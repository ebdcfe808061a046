//! HTTP header types

use serde::{Deserialize, Serialize};

/// Name of the header carrying the bearer credential.
pub const AUTHORIZATION: &str = "Authorization";
/// `Content-Type` sent on every request.
pub const JSON_CONTENT_TYPE: &str = "application/json";
/// `Accept` sent on every request; pins the backend API version.
pub const VERSIONED_ACCEPT: &str = "application/json; version=1";

/// A single HTTP header with name and value.
#[derive(Debug, Clone, PartialEq, Eq, Serialize, Deserialize)]
pub struct Header {
    /// The header name (e.g., "Content-Type")
    pub name: String,
    /// The header value (e.g., "application/json")
    pub value: String,
}

impl Header {
    /// Creates a new header.
    #[must_use]
    pub fn new(name: impl Into<String>, value: impl Into<String>) -> Self {
        Self {
            name: name.into(),
            value: value.into(),
        }
    }

    fn is(&self, name: &str) -> bool {
        self.name.eq_ignore_ascii_case(name)
    }
}

/// An ordered collection of HTTP headers.
///
/// Lookups and replacements are case-insensitive on the header name;
/// the casing of the first insertion is preserved.
#[derive(Debug, Clone, Default, PartialEq, Eq, Serialize, Deserialize)]
#[serde(transparent)]
pub struct Headers {
    items: Vec<Header>,
}

impl Headers {
    /// Creates an empty header collection.
    #[must_use]
    pub const fn new() -> Self {
        Self { items: Vec::new() }
    }

    /// Returns the headers every backend call carries: JSON content and
    /// the versioned `Accept`.
    #[must_use]
    pub fn json_api() -> Self {
        [
            Header::new("Content-Type", JSON_CONTENT_TYPE),
            Header::new("Accept", VERSIONED_ACCEPT),
        ]
        .into_iter()
        .collect()
    }

    /// Sets a header, replacing every existing entry with the same name.
    pub fn set(&mut self, name: impl Into<String>, value: impl Into<String>) {
        let name = name.into();
        let value = value.into();
        match self.items.iter().position(|h| h.is(&name)) {
            Some(index) => {
                self.items[index].value = value;
                let mut seen = false;
                self.items.retain(|h| {
                    if !h.is(&name) {
                        return true;
                    }
                    let keep = !seen;
                    seen = true;
                    keep
                });
            }
            None => self.items.push(Header { name, value }),
        }
    }

    /// Sets a header only if no entry with that name exists yet.
    pub fn set_if_absent(&mut self, name: impl Into<String>, value: impl Into<String>) {
        let name = name.into();
        if !self.contains(&name) {
            self.items.push(Header::new(name, value));
        }
    }

    /// Returns the value of the first header with the given name.
    #[must_use]
    pub fn get(&self, name: &str) -> Option<&str> {
        self.items
            .iter()
            .find(|h| h.is(name))
            .map(|h| h.value.as_str())
    }

    /// Returns true if a header with the given name is present.
    #[must_use]
    pub fn contains(&self, name: &str) -> bool {
        self.items.iter().any(|h| h.is(name))
    }

    /// Removes every header with the given name. Returns true if any was removed.
    pub fn remove(&mut self, name: &str) -> bool {
        let before = self.items.len();
        self.items.retain(|h| !h.is(name));
        before != self.items.len()
    }

    /// Returns an iterator over all headers.
    pub fn iter(&self) -> impl Iterator<Item = &Header> {
        self.items.iter()
    }

    /// Returns the number of headers.
    #[must_use]
    #[allow(clippy::missing_const_for_fn)] // Vec::len is not const in stable
    pub fn len(&self) -> usize {
        self.items.len()
    }

    /// Returns true if there are no headers.
    #[must_use]
    #[allow(clippy::missing_const_for_fn)] // Vec::is_empty is not const in stable
    pub fn is_empty(&self) -> bool {
        self.items.is_empty()
    }
}

impl FromIterator<Header> for Headers {
    fn from_iter<T: IntoIterator<Item = Header>>(iter: T) -> Self {
        Self {
            items: iter.into_iter().collect(),
        }
    }
}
========================================
Your answer must be the complete listing, repeated exactly.

▶ _Answer to this exercise_
repository ebdcfe808061a046
//! HTTP header types

use serde::{Deserialize, Serialize};

/// Name of the header carrying the bearer credential.
pub const AUTHORIZATION: &str = "Authorization";
/// `Content-Type` sent on every request.
pub const JSON_CONTENT_TYPE: &str = "application/json";
/// `Accept` sent on every request; pins the backend API version.
pub const VERSIONED_ACCEPT: &str = "application/json; version=1";

/// A single HTTP header with name and value.
#[derive(Debug, Clone, PartialEq, Eq, Serialize, Deserialize)]
pub struct Header {
    /// The header name (e.g., "Content-Type")
    pub name: String,
    /// The header value (e.g., "application/json")
    pub value: String,
}

impl Header {
    /// Creates a new header.
    #[must_use]
    pub fn new(name: impl Into<String>, value: impl Into<String>) -> Self {
        Self {
            name: name.into(),
            value: value.into(),
        }
    }

    fn is(&self, name: &str) -> bool {
        self.name.eq_ignore_ascii_case(name)
    }
}

/// An ordered collection of HTTP headers.
///
/// Lookups and replacements are case-insensitive on the header name;
/// the casing of the first insertion is preserved.
#[derive(Debug, Clone, Default, PartialEq, Eq, Serialize, Deserialize)]
#[serde(transparent)]
pub struct Headers {
    items: Vec<Header>,
}

impl Headers {
    /// Creates an empty header collection.
    #[must_use]
    pub const fn new() -> Self {
        Self { items: Vec::new() }
    }

    /// Returns the headers every backend call carries: JSON content and
    /// the versioned `Accept`.
    #[must_use]
    pub fn json_api() -> Self {
        [
            Header::new("Content-Type", JSON_CONTENT_TYPE),
            Header::new("Accept", VERSIONED_ACCEPT),
        ]
        .into_iter()
        .collect()
    }

    /// Sets a header, replacing every existing entry with the same name.
    pub fn set(&mut self, name: impl Into<String>, value: impl Into<String>) {
        let name = name.into();
        let value = value.into();
        match self.items.iter().position(|h| h.is(&name)) {
            Some(index) => {
                self.items[index].value = value;
                let mut seen = false;
                self.items.retain(|h| {
                    if !h.is(&name) {
                        return true;
                    }
                    let keep = !seen;
                    seen = true;
                    keep
                });
            }
            None => self.items.push(Header { name, value }),
        }
    }

    /// Sets a header only if no entry with that name exists yet.
    pub fn set_if_absent(&mut self, name: impl Into<String>, value: impl Into<String>) {
        let name = name.into();
        if !self.contains(&name) {
            self.items.push(Header::new(name, value));
        }
    }

    /// Returns the value of the first header with the given name.
    #[must_use]
    pub fn get(&self, name: &str) -> Option<&str> {
        self.items
            .iter()
            .find(|h| h.is(name))
            .map(|h| h.value.as_str())
    }

    /// Returns true if a header with the given name is present.
    #[must_use]
    pub fn contains(&self, name: &str) -> bool {
        self.items.iter().any(|h| h.is(name))
    }

    /// Removes every header with the given name. Returns true if any was removed.
    pub fn remove(&mut self, name: &str) -> bool {
        let before = self.items.len();
        self.items.retain(|h| !h.is(name));
        before != self.items.len()
    }

    /// Returns an iterator over all headers.
    pub fn iter(&self) -> impl Iterator<Item = &Header> {
        self.items.iter()
    }

    /// Returns the number of headers.
    #[must_use]
    #[allow(clippy::missing_const_for_fn)] // Vec::len is not const in stable
    pub fn len(&self) -> usize {
        self.items.len()
    }

    /// Returns true if there are no headers.
    #[must_use]
    #[allow(clippy::missing_const_for_fn)] // Vec::is_empty is not const in stable
    pub fn is_empty(&self) -> bool {
        self.items.is_empty()
    }
}

impl FromIterator<Header> for Headers {
    fn from_iter<T: IntoIterator<Item = Header>>(iter: T) -> Self {
        Self {
            items: iter.into_iter().collect(),
        }
    }
}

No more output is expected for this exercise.